Let’s Get Soupy

Soups and stews are a mainstay for fall and winter meals. Easy on the digestion, warming, hydrating and oh-so-nourishing, soups and stews are also a great way to get a quick and healthy mid-week supper made with the help of leftover veggies, beans, lentils, meats and grains you’ve got in the fridge.
Great soup begins with great stock. Tonight, I’m making homemade chicken stock with a bone-in, skin-on quarter chicken (including the neck). Bones are key for great stock, as they add alkalinizing, easy-to-absorb minerals and collagen, a protein that supports the immune system as well as younger-looking skin – and makes for a richer tasting broth.

Here’s how I make my super-easy homemade chicken stock:
1. Rub raw chicken with 2-3 tsp sea salt.
2. In large soup pot, heat 2 tbsp grapeseed oil over medium-high heat.
3. Place chicken in pot and sear for 30-60 seconds per side.
4. Add 2 peeled, whole onions* to the pot and cover chicken with filtered water.
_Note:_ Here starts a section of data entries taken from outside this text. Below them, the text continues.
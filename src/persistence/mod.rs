//! Durable storage of per-entity records
//!
//! Records are always whole-state and always written from authoritative
//! state. The storage medium is behind [`PersistenceStore`].

pub mod file;

use crate::core::error::Result;
use crate::core::types::EntityId;
use crate::sync::message::PersistedRecord;
use ahash::AHashMap;
use std::sync::{Mutex, PoisonError};

pub use file::JsonFileStore;

/// Opaque key/value storage for persisted records
pub trait PersistenceStore: Send + Sync {
    fn load_record(&self, entity: EntityId) -> Result<Option<PersistedRecord>>;
    fn save_record(&self, entity: EntityId, record: &PersistedRecord) -> Result<()>;
}

/// Records held in process memory; lost on exit
#[derive(Debug, Default)]
pub struct MemoryStore {
    records: Mutex<AHashMap<EntityId, PersistedRecord>>,
}

impl MemoryStore {
    pub fn new() -> Self {
        Self::default()
    }

    pub fn len(&self) -> usize {
        self.records
            .lock()
            .unwrap_or_else(PoisonError::into_inner)
            .len()
    }

    pub fn is_empty(&self) -> bool {
        self.len() == 0
    }
}

impl PersistenceStore for MemoryStore {
    fn load_record(&self, entity: EntityId) -> Result<Option<PersistedRecord>> {
        Ok(self
            .records
            .lock()
            .unwrap_or_else(PoisonError::into_inner)
            .get(&entity)
            .cloned())
    }

    fn save_record(&self, entity: EntityId, record: &PersistedRecord) -> Result<()> {
        self.records
            .lock()
            .unwrap_or_else(PoisonError::into_inner)
            .insert(entity, record.clone());
        Ok(())
    }
}

#[cfg(test)]
mod tests {
    use super::*;
    use crate::sync::message::ModifierEntry;

    #[test]
    fn test_memory_store_round_trip() {
        let store = MemoryStore::new();
        let entity = EntityId::new();
        assert!(store.load_record(entity).unwrap().is_none());

        let record = PersistedRecord {
            modifiers: vec![ModifierEntry::new("strength".parse().unwrap(), 3.0)],
            skill_points: 2,
            ..PersistedRecord::default()
        };
        store.save_record(entity, &record).unwrap();

        assert_eq!(store.load_record(entity).unwrap(), Some(record));
        assert_eq!(store.len(), 1);
    }
}
//! Attribute Sync - authoritative per-entity attribute overrides
//!
//! The host owns each entity's overrides and counters, reconciles them with a
//! live attribute system, and replicates every change as a compact delta to
//! observing replicas. Whole-state records survive restarts.

pub mod attributes;
pub mod core;
pub mod ecs;
pub mod persistence;
pub mod sync;
//! Byte encoding for delta messages and persisted records
//!
//! Delta frame: `VERSION(1) || PAYLOAD`, where PAYLOAD is the JSON form of a
//! [`SyncMessage`]. Persisted records are plain pretty-printed JSON so save
//! files stay readable.

use crate::sync::message::{PersistedRecord, SyncMessage};
use thiserror::Error;

/// Delta frame version
pub const WIRE_VERSION: u8 = 1;

/// Reasons a byte buffer could not be turned back into a message
#[derive(Debug, Error)]
pub enum DecodeError {
    #[error("empty frame")]
    Empty,

    #[error("unsupported wire version {0}")]
    UnsupportedVersion(u8),

    #[error("malformed payload: {0}")]
    Malformed(#[from] serde_json::Error),
}

/// Encode one delta into a versioned frame
pub fn encode(message: &SyncMessage) -> Result<Vec<u8>, serde_json::Error> {
    let mut frame = Vec::with_capacity(64);
    frame.push(WIRE_VERSION);
    serde_json::to_writer(&mut frame, message)?;
    Ok(frame)
}

/// Decode a versioned frame
///
/// Either the whole message decodes or nothing is returned; callers never
/// see a partially decoded delta.
pub fn decode(bytes: &[u8]) -> Result<SyncMessage, DecodeError> {
    let (&version, payload) = bytes.split_first().ok_or(DecodeError::Empty)?;
    if version != WIRE_VERSION {
        return Err(DecodeError::UnsupportedVersion(version));
    }
    Ok(serde_json::from_slice(payload)?)
}

pub fn encode_record(record: &PersistedRecord) -> Result<Vec<u8>, serde_json::Error> {
    serde_json::to_vec_pretty(record)
}

pub fn decode_record(bytes: &[u8]) -> Result<PersistedRecord, DecodeError> {
    if bytes.is_empty() {
        return Err(DecodeError::Empty);
    }
    Ok(serde_json::from_slice(bytes)?)
}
Bring to a boil, then simmer for 1-2 hours.
*Additional veggies, herbs and spices are optional: try simmering in some black peppercorns, garlic, sliced ginger root, marjoram, or a few immune-boosting shiitake mushrooms.

You can use the stock and cooked chicken to make tonight’s soup right away, and freeze what’s left. This stock will cool to that gel-like consistency that tells you you’ve got a good, nourishing broth. Freeze the leftover stock into ice cube trays then add a few to your next soup or stew recipe for enhanced nutrition and flavour.